Under the Eyes of a Dry Mountain: Aaron Michael Skolnick’s intimate still lifes at MARCH

Aaron Michael Skolnick, Under the Eyes of a Dry Mountain, 2022, Installation View at MARCH. Photography by Cary Whittier.

Aaron Michael Skolnick: Under the Eyes of a Dry Mountain

MARCH 

October 13 through November 27, 2022

By SONJA TESZLER, November 2022

Driving through the picturesque hills and forking dirt roads of Upstate New York on my way to Aaron Michael Skolnick’s cottage and studio in Old Chatham, it’s hard as a foreigner not to immediately romanticise this idyllic rural enclave of the New York art scene. Everyone drives, eats fantastic homemade pies overlooking luscious forests and quiet fields and meets up for intimate dinners, talking about books, art, life. 
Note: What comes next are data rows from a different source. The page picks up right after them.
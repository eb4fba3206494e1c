//! Whether a rescuer has already been installed as proxy of the lost account.
//!
//! `Recovery.Proxy` is keyed by the rescuer and names the account the
//! rescuer may act for. A rescuer is the proxy of the lost account exactly
//! when that entry exists and names the lost account. A live proxy means the
//! recovery was claimed on chain, which unlocks withdrawal regardless of the
//! delay timer.

use super::{Probe, ProbeState};
use rescue_core::{read_decoded, AccountId, ChainError, ChainQueryEffects, RecoveryPair, StorageKey};

/// Probe of `Recovery.Proxy(rescuer)` for a (lost, rescuer) pair.
///
/// The payload is the account the rescuer currently proxies.
pub type ProxyProbe = Probe<RecoveryPair, AccountId>;

/// Create an idle proxy probe.
pub fn proxy_probe() -> ProxyProbe {
    Probe::new("proxy")
}

/// Read the account `pair.rescuer` proxies, if any.
pub async fn query_proxy<C>(chain: &C, pair: &RecoveryPair) -> Result<Option<AccountId>, ChainError>
where
    C: ChainQueryEffects + ?Sized,
{
    read_decoded(
        chain,
        &StorageKey::Proxy {
            rescuer: pair.rescuer,
        },
    )
    .await
}

/// Tri-state answer to "is the rescuer the proxy of the lost account?".
///
/// Reads the answer to `Recovery.Proxy(pair.rescuer)`, the storage entry
/// `claim_recovery` writes, and compares the account it names with
/// `pair.lost`. The pallet keeps no entry keyed by the lost account, so the
/// lost account's installed proxy is found from the rescuer side.
///
/// `None` while unknown or failed.
pub fn is_proxy_of(probe: &ProxyProbe) -> Option<bool> {
    let pair = probe.key()?;
    match probe.state() {
        ProbeState::Present(proxied) => Some(*proxied == pair.lost),
        ProbeState::Absent => Some(false),
        ProbeState::Unknown | ProbeState::Failed(_) => None,
    }
}
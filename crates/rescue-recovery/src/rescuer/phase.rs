//! Rescuer phase derivation.
//!
//! [`derive_phase`] is a pure function of the latest probe results. The
//! engine combines it with the phase it already holds: the result only ever
//! moves forward within a session, and a failed input freezes it.

use crate::probes::ProbeState;
use rescue_core::{ActiveRecoveryAttempt, BlockNumber, RecoveryConfig};
use serde::{Deserialize, Serialize};
use std::fmt;

/// Step of a rescue, strictly ordered.
#[derive(
    Debug, Clone, Copy, Default, PartialEq, Eq, PartialOrd, Ord, Hash, Serialize, Deserialize,
)]
#[serde(rename_all = "snake_case")]
pub enum RescuerPhase {
    /// No attempt exists yet
    #[default]
    Initiate,
    /// Attempt exists; collecting vouches and waiting out the delay
    Wait,
    /// Recovery can be claimed, or already has been
    Withdraw,
}

impl fmt::Display for RescuerPhase {
    fn fmt(&self, f: &mut fmt::Formatter<'_>) -> fmt::Result {
        let name = match self {
            Self::Initiate => "initiate",
            Self::Wait => "wait",
            Self::Withdraw => "withdraw",
        };
        f.write_str(name)
    }
}

/// Probe results the phase depends on.
#[derive(Debug, Clone, Copy)]
pub struct PhaseInputs<'a> {
    /// Recovery config of the lost account
    pub config: &'a ProbeState<RecoveryConfig>,
    /// Attempt of the (lost, rescuer) pair
    pub attempt: &'a ProbeState<ActiveRecoveryAttempt>,
    /// Whether the rescuer already proxies the lost account
    pub is_proxy: Option<bool>,
    /// Latest known block height
    pub block_height: Option<BlockNumber>,
}

/// Blocks left before the attempt's delay has elapsed.
///
/// Negative once the delay is over.
pub fn remaining_blocks(created: BlockNumber, delay: BlockNumber, height: BlockNumber) -> i64 {
    i64::from(created) + i64::from(delay) - i64::from(height)
}

/// Remaining blocks for the current inputs, once attempt, config and block
/// height are all known.
pub fn remaining_for(inputs: &PhaseInputs<'_>) -> Option<i64> {
    let attempt = inputs.attempt.present()?;
    let config = inputs.config.present()?;
    let height = inputs.block_height?;
    Some(remaining_blocks(attempt.created, config.delay_period, height))
}

/// Phase implied by the inputs alone.
pub fn derive_phase(inputs: &PhaseInputs<'_>) -> RescuerPhase {
    if inputs.is_proxy == Some(true) {
        return RescuerPhase::Withdraw;
    }

    let Some(attempt) = inputs.attempt.present() else {
        return RescuerPhase::Initiate;
    };

    let threshold_met = inputs
        .config
        .present()
        .is_some_and(|config| attempt.voucher_count() >= usize::from(config.threshold));
    let delay_elapsed = remaining_for(inputs).is_some_and(|remaining| remaining <= 0);

    if threshold_met && delay_elapsed {
        RescuerPhase::Withdraw
    } else {
        RescuerPhase::Wait
    }
}

#[cfg(test)]
mod tests {
    use super::*;
    use proptest::prelude::*;
    use rescue_core::{AccountId, FriendSet};

    fn friend(seed: u8) -> AccountId {
        AccountId::new([seed; 32])
    }

    fn config(threshold: u16, delay: BlockNumber) -> ProbeState<RecoveryConfig> {
        ProbeState::Present(RecoveryConfig {
            delay_period: delay,
            deposit: 10,
            friends: FriendSet::new(vec![friend(1), friend(2), friend(3)]),
            threshold,
        })
    }

    fn attempt(created: BlockNumber, vouchers: &[u8]) -> ProbeState<ActiveRecoveryAttempt> {
        ProbeState::Present(ActiveRecoveryAttempt {
            created,
            deposit: 5,
            friends: vouchers.iter().map(|seed| friend(*seed)).collect(),
        })
    }

    #[test]
    fn test_phase_order() {
        assert!(RescuerPhase::Initiate < RescuerPhase::Wait);
        assert!(RescuerPhase::Wait < RescuerPhase::Withdraw);
    }

    #[test]
    fn test_no_attempt_is_initiate() {
        let config = config(2, 10);
        let inputs = PhaseInputs {
            config: &config,
            attempt: &ProbeState::Absent,
            is_proxy: Some(false),
            block_height: Some(100),
        };
        assert_eq!(derive_phase(&inputs), RescuerPhase::Initiate);
    }

    #[test]
    fn test_expired_timer_below_threshold_waits() {
        let config = config(2, 10);
        let attempt = attempt(90, &[1]);
        let inputs = PhaseInputs {
            config: &config,
            attempt: &attempt,
            is_proxy: Some(false),
            block_height: Some(100),
        };
        assert_eq!(remaining_for(&inputs), Some(0));
        assert_eq!(derive_phase(&inputs), RescuerPhase::Wait);
    }

    #[test]
    fn test_threshold_met_timer_running_waits() {
        let config = config(2, 110);
        let attempt = attempt(90, &[1, 2]);
        let inputs = PhaseInputs {
            config: &config,
            attempt: &attempt,
            is_proxy: Some(false),
            block_height: Some(100),
        };
        assert_eq!(remaining_for(&inputs), Some(100));
        assert_eq!(derive_phase(&inputs), RescuerPhase::Wait);
    }

    #[test]
    fn test_threshold_and_timer_withdraw() {
        let config = config(2, 10);
        let attempt = attempt(90, &[1, 2]);
        let inputs = PhaseInputs {
            config: &config,
            attempt: &attempt,
            is_proxy: Some(false),
            block_height: Some(120),
        };
        assert_eq!(derive_phase(&inputs), RescuerPhase::Withdraw);
    }

    #[test]
    fn test_unknown_height_never_withdraws_by_timer() {
        let config = config(1, 0);
        let attempt = attempt(0, &[1]);
        let inputs = PhaseInputs {
            config: &config,
            attempt: &attempt,
            is_proxy: None,
            block_height: None,
        };
        assert_eq!(derive_phase(&inputs), RescuerPhase::Wait);
    }

    #[test]
    fn test_proxy_short_circuits_everything() {
        let inputs = PhaseInputs {
            config: &ProbeState::Unknown,
            attempt: &ProbeState::Absent,
            is_proxy: Some(true),
            block_height: None,
        };
        assert_eq!(derive_phase(&inputs), RescuerPhase::Withdraw);
    }

    proptest! {
        #[test]
        fn prop_remaining_strictly_decreases(
            created in 0u32..1_000_000,
            delay in 0u32..1_000_000,
            height in 0u32..1_000_000,
            step in 1u32..1_000,
        ) {
            prop_assert!(
                remaining_blocks(created, delay, height + step)
                    < remaining_blocks(created, delay, height)
            );
        }
    }
}
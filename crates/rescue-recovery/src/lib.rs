//! # Rescue Recovery - Layer 5: Recovery State Engines
//!
//! Client-side state derivation for the social recovery pallet.
//!
//! ## Purpose
//!
//! Layer 5 crate mirroring an on-chain, multi-party recovery protocol from
//! polled reads alone:
//! - Tri-state probes over optional on-chain records
//! - The rescuer step engine (initiate, wait, withdraw) with a live countdown
//! - The friend vouch decision
//! - Owner setup validation and deposit calculation
//! - The withdrawal calculator and the call batches handed to the wallet
//!
//! ## Architecture Constraints
//!
//! This crate depends on:
//! - **Layer 1** (rescue-core): identifiers, record types, errors, the chain
//!   query effect trait and configuration
//!
//! Chain access only happens through [`rescue_core::ChainQueryEffects`];
//! handlers live in rescue-effects and test doubles in rescue-testkit.
//!
//! ## Design Principles
//!
//! - Engines are synchronous reducers. They never await; every mutation
//!   returns the [`ProbeRequest`]s it implies.
//! - Every query is tagged with the key and generation it was issued for, and
//!   answers for a superseded selection are discarded on arrival.
//! - "Not known yet" is never conflated with "does not exist". A failed read
//!   is its own state and freezes the rescuer phase.
//! - The rescuer phase is one pure derivation over the latest probe results,
//!   held monotone for a (lost, rescuer) session.
//! - Triggers validate locally and return a [`RecoveryCall`]; signing and
//!   submission belong to the caller.

#![forbid(unsafe_code)]

/// Extrinsic descriptors returned by triggers
pub mod calls;

/// Protocol constants and the per-connection reader
pub mod constants;

/// Friend vouch decision and engine
pub mod friend;

/// Owner setup validation and engine
pub mod owner;

/// Tri-state probes
pub mod probes;

/// Probe requests and their tagged answers
pub mod requests;

/// Rescuer phase derivation, countdown and step engine
pub mod rescuer;

/// Enumeration of other rescuers
pub mod rescuers;

/// Async sessions driving an engine against a chain
pub mod session;

/// Read-only snapshots for presentation
pub mod view;

/// Withdrawal amount calculation
pub mod withdrawal;

pub use calls::RecoveryCall;
pub use constants::{RecoveryConfigReader, RecoveryConstants};
pub use friend::{decide_vouch, FriendVouchEngine, VouchOutcome, VouchStatus};
pub use owner::{OwnerEngine, OwnerSetup, ValidatedSetup};
pub use probes::active_recovery::{active_recovery_probe, query_active_recovery};
pub use probes::proxy::{is_proxy_of, proxy_probe, query_proxy};
pub use probes::recoverability::{query_recovery_config, recoverability_probe};
pub use probes::{
    ActiveRecoveryProbe, Probe, ProbeFailure, ProbeResponse, ProbeState, ProbeTicket, ProxyProbe,
    RecoverabilityProbe,
};
pub use requests::{ProbeEvent, ProbeRequest};
pub use rescuer::{derive_phase, remaining_blocks, PhaseInputs, RescuerPhase, RescuerStepEngine};
pub use rescuers::{query_other_rescuers, total_deposits, RescuerRecord};
pub use session::{
    FriendSession, OwnerSession, ProbeReducer, RecoverySession, RescuerSession,
};
pub use view::{FriendView, OwnerView, RescuerView};
pub use withdrawal::{compute as compute_withdrawal, WithdrawAmounts, WithdrawalInputs};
In the spirit of Southern hospitality, Kentucky-born Aaron greets me with a generous tour around the house narrated with his quintessential, awkward charm I’ve grown to feel comfortably untethered around. I’m soon introduced to several domestic companions, including some chickens who will enthusiastically consume absolutely anything, and two adorable dogs, one of them - a large, sweet and nervous creature with big eyes - only to be petted from below because she had been traumatised by a previous abusive owner. 
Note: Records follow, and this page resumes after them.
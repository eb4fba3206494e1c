//! Read-only snapshots handed to the presentation layer.
//!
//! Views are plain data: they serialize, they compare, and nothing in them
//! changes engine state.

use crate::friend::VouchStatus;
use crate::probes::{ProbeFailure, ProbeState};
use crate::rescuer::RescuerPhase;
use crate::rescuers::RescuerRecord;
use crate::withdrawal::WithdrawAmounts;
use rescue_core::{AccountId, ActiveRecoveryAttempt, Balance, BlockNumber, RecoveryConfig};
use serde::{Deserialize, Serialize};

/// State of a rescue as seen by the rescuer.
#[derive(Debug, Clone, PartialEq, Eq, Serialize, Deserialize)]
pub struct RescuerView {
    /// Account being recovered
    pub lost: Option<AccountId>,
    /// Account recovering it
    pub rescuer: Option<AccountId>,
    /// Current step
    pub phase: RescuerPhase,
    /// Recovery config of the lost account
    pub recoverability: ProbeState<RecoveryConfig>,
    /// Attempt of the pair
    pub attempt: ProbeState<ActiveRecoveryAttempt>,
    /// Whether the rescuer already proxies the lost account
    pub is_proxy: Option<bool>,
    /// Latest block height
    pub block_height: Option<BlockNumber>,
    /// Blocks left on the delay
    pub remaining_blocks: Option<i64>,
    /// Seconds left on the local countdown
    pub countdown_secs: Option<u64>,
    /// Vouches collected
    pub vouchers: Option<usize>,
    /// Vouches required
    pub threshold: Option<u16>,
    /// Deposit reserved when initiating
    pub initiate_deposit: Option<Balance>,
    /// Whether the step's action is enabled
    pub can_proceed: bool,
    /// Whether an answer is still pending
    pub checking: bool,
    /// First probe failure, offered with a refresh
    pub error: Option<ProbeFailure>,
    /// Withdraw amounts, in the withdraw phase only
    pub amounts: Option<WithdrawAmounts>,
    /// Other rescuers of the lost account
    pub other_rescuers: Vec<RescuerRecord>,
}

/// State of a vouch as seen by a friend.
#[derive(Debug, Clone, PartialEq, Eq, Serialize, Deserialize)]
pub struct FriendView {
    /// Friend using the engine
    pub caller: AccountId,
    /// Account being recovered
    pub lost: Option<AccountId>,
    /// Rescuer to vouch for
    pub rescuer: Option<AccountId>,
    /// Decision
    pub status: VouchStatus,
    /// Message for the decision
    pub message: String,
    /// Whether the vouch action is enabled
    pub can_vouch: bool,
    /// Whether an answer is still pending
    pub checking: bool,
    /// Vouches collected
    pub vouchers: Option<usize>,
    /// Vouches required
    pub threshold: Option<u16>,
}

/// Recovery setup as seen by the account owner.
#[derive(Debug, Clone, PartialEq, Eq, Serialize, Deserialize)]
pub struct OwnerView {
    /// Owner account
    pub account: Option<AccountId>,
    /// Current recovery config
    pub recoverability: ProbeState<RecoveryConfig>,
    /// Reservation a new config with the proposed friends needs
    pub proposed_deposit: Option<Balance>,
    /// Whether a config can be created
    pub can_create: bool,
    /// Whether the config can be removed
    pub can_remove: bool,
    /// Whether an answer is still pending
    pub checking: bool,
    /// Probe failure, offered with a refresh
    pub error: Option<ProbeFailure>,
}
//! Extrinsic descriptors produced by the trigger callbacks.
//!
//! The engines never sign or submit. Each trigger validates locally and
//! returns a [`RecoveryCall`] for the presentation layer to hand to the
//! wallet.

use rescue_core::{AccountId, BlockNumber};
use serde::{Deserialize, Serialize};
use std::fmt;

/// A recovery-related call.
#[derive(Debug, Clone, PartialEq, Eq, Serialize, Deserialize)]
#[serde(tag = "call", rename_all = "snake_case")]
pub enum RecoveryCall {
    /// `recovery.create_recovery(friends, threshold, delay_period)`
    CreateRecovery {
        /// Sorted, unique friends
        friends: Vec<AccountId>,
        /// Vouches required
        threshold: u16,
        /// Delay in blocks
        delay_period: BlockNumber,
    },
    /// `recovery.remove_recovery()`
    RemoveRecovery,
    /// `recovery.initiate_recovery(account)`
    InitiateRecovery {
        /// Lost account
        account: AccountId,
    },
    /// `recovery.vouch_recovery(lost, rescuer)`
    VouchRecovery {
        /// Lost account
        lost: AccountId,
        /// Rescuer being vouched for
        rescuer: AccountId,
    },
    /// `recovery.claim_recovery(account)`
    ClaimRecovery {
        /// Lost account
        account: AccountId,
    },
    /// `recovery.close_recovery(rescuer)`, dispatched as the lost account
    CloseRecovery {
        /// Rescuer whose attempt is closed
        rescuer: AccountId,
    },
    /// `recovery.as_recovered(account, call)`
    AsRecovered {
        /// Account to act as
        account: AccountId,
        /// Inner call
        inner: Box<RecoveryCall>,
    },
    /// `staking.withdraw_unbonded(num_slashing_spans)`
    WithdrawUnbonded {
        /// Slashing span count
        num_slashing_spans: u32,
    },
    /// `balances.transfer_all(dest, keep_alive)`
    TransferAll {
        /// Recipient
        dest: AccountId,
        /// Keep the sender above the existential deposit
        keep_alive: bool,
    },
    /// `utility.batch_all(calls)`
    BatchAll {
        /// Calls dispatched atomically in order
        calls: Vec<RecoveryCall>,
    },
}

impl RecoveryCall {
    /// `pallet.call` name.
    pub fn name(&self) -> &'static str {
        match self {
            Self::CreateRecovery { .. } => "recovery.create_recovery",
            Self::RemoveRecovery => "recovery.remove_recovery",
            Self::InitiateRecovery { .. } => "recovery.initiate_recovery",
            Self::VouchRecovery { .. } => "recovery.vouch_recovery",
            Self::ClaimRecovery { .. } => "recovery.claim_recovery",
            Self::CloseRecovery { .. } => "recovery.close_recovery",
            Self::AsRecovered { .. } => "recovery.as_recovered",
            Self::WithdrawUnbonded { .. } => "staking.withdraw_unbonded",
            Self::TransferAll { .. } => "balances.transfer_all",
            Self::BatchAll { .. } => "utility.batch_all",
        }
    }

    /// Depth-first list of every call name, outermost first.
    pub fn flatten_names(&self) -> Vec<&'static str> {
        let mut names = vec![self.name()];
        match self {
            Self::AsRecovered { inner, .. } => names.extend(inner.flatten_names()),
            Self::BatchAll { calls } => {
                for call in calls {
                    names.extend(call.flatten_names());
                }
            }
            _ => {}
        }
        names
    }
}

impl fmt::Display for RecoveryCall {
    fn fmt(&self, f: &mut fmt::Formatter<'_>) -> fmt::Result {
        match self {
            Self::AsRecovered { account, inner } => {
                write!(f, "{}({}, {})", self.name(), account.short(), inner)
            }
            Self::BatchAll { calls } => {
                write!(f, "{}[", self.name())?;
                for (index, call) in calls.iter().enumerate() {
                    if index > 0 {
                        write!(f, ", ")?;
                    }
                    write!(f, "{call}")?;
                }
                write!(f, "]")
            }
            _ => write!(f, "{}", self.name()),
        }
    }
}

#[cfg(test)]
mod tests {
    use super::*;

    fn account(seed: u8) -> AccountId {
        AccountId::new([seed; 32])
    }

    #[test]
    fn test_nested_as_recovered_serde_roundtrip() {
        let call = RecoveryCall::AsRecovered {
            account: account(1),
            inner: Box::new(RecoveryCall::BatchAll {
                calls: vec![
                    RecoveryCall::CloseRecovery {
                        rescuer: account(2),
                    },
                    RecoveryCall::RemoveRecovery,
                ],
            }),
        };

        let json = serde_json::to_value(&call).unwrap();
        assert_eq!(json["call"], "as_recovered");
        assert_eq!(json["inner"]["call"], "batch_all");
        assert_eq!(json["inner"]["calls"][1], serde_json::json!({"call": "remove_recovery"}));

        let back: RecoveryCall = serde_json::from_value(json).unwrap();
        assert_eq!(back, call);
    }

    #[test]
    fn test_display_names_nested_calls() {
        let call = RecoveryCall::AsRecovered {
            account: account(1),
            inner: Box::new(RecoveryCall::RemoveRecovery),
        };
        assert_eq!(
            call.to_string(),
            format!("recovery.as_recovered({}, recovery.remove_recovery)", account(1).short())
        );
    }
}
Aaron provides me with some large rubber boots for a walk in the forest behind his house, which served as the subject for his recent series of paintings for his solo show at MARCH gallery entitled Under the Eyes of a Dry Mountain. As he shows me around the little patch of woodland, he guides my eyes through all the details and vignettes that have held his attention over the last months of painting; a skull, a dead bird, a particular part of the small stream, an angle of two branches between tall trees. 

Later, we encounter these very same fragments depicted on canvas in his upstairs studio. The paintings host two interconnected worlds; the physical landscape surrounding Aaron day by day, moments noticed, observed, isolated and represented. The other layer unfolds gently beneath the surface, as a more elusive inner landscape of memory and personal associations. 

Installation view, Arron Michael Skolnick at MARCH, New York, NY, 2022

Aaron Michael Skolnick, Baldwin, Taylor, Torres, 2022, Oil on canvas, 16 x 12 inches

This intimate, conceptual body of work speaks to the artist’s own state of mind from a place of contemplation and self-reflection, as opposed to previous, more political works of portraiture focused around queer intimacy. His treatment of landscapes is much like that of the body throughout his earlier works - alive and loving, shivering with light and a subtle yet visceral pulse, caressing and encouraging the eye to wander and imagine further planes of vision and meaning. These still lives are much like visual poems with an array of clues and potential interpretations sprinkled across the canvases as well as their titles - An astounding capacity for worry, Nevermind, I Thought I saw You Try. They present an intricate web of present and past encounters (with people, ideas, authors, artworks) that stretches all the way back to Aaron’s childhood. Every object that appears in them - books, overalls, a pair of underwear - is charged with personal significance. The artist talks about how when he was younger, books represented an escape, a community of like-minded people and a future of education and possibility, which at the same time made his difference to conservative, working class family members all the more clear. It feels as though at this later point in the artist’s life, he is able to reflect on these difficult yet formative moments with a kind of fondness, acceptance and calm.  

Standing in front of each painting in the warm afternoon light of Aaron’s studio, I’m possessed by a similar sense of meditative contemplation. They present a story of things that have perished, things that have been worn, used, left behind on the floor, collections of lovely ghosts lingering between past and future, within constant cycles of light, life and change. These are moments suspended in between the internal and external world, of solitude, reflection and coming-to-terms; a constellation of ephemera as fragile and radiant as life itself. WM

 

Sonja Teszler

Sonja Teszler is a Hungarian writer and curator based between London, New York and Budapest. She has published exhibition reviews and essays digitally and in print with Flash Art, Arts of the Working Class, Something Curated, Calvert Journal, thisistomorrow and Floor magazine among others, as well as contributed texts to various exhibitions in the UK and internationally in both creative fictional and more conventional formats. She focuses on championing artists from the Central-Eastern European diaspora throughout her practice.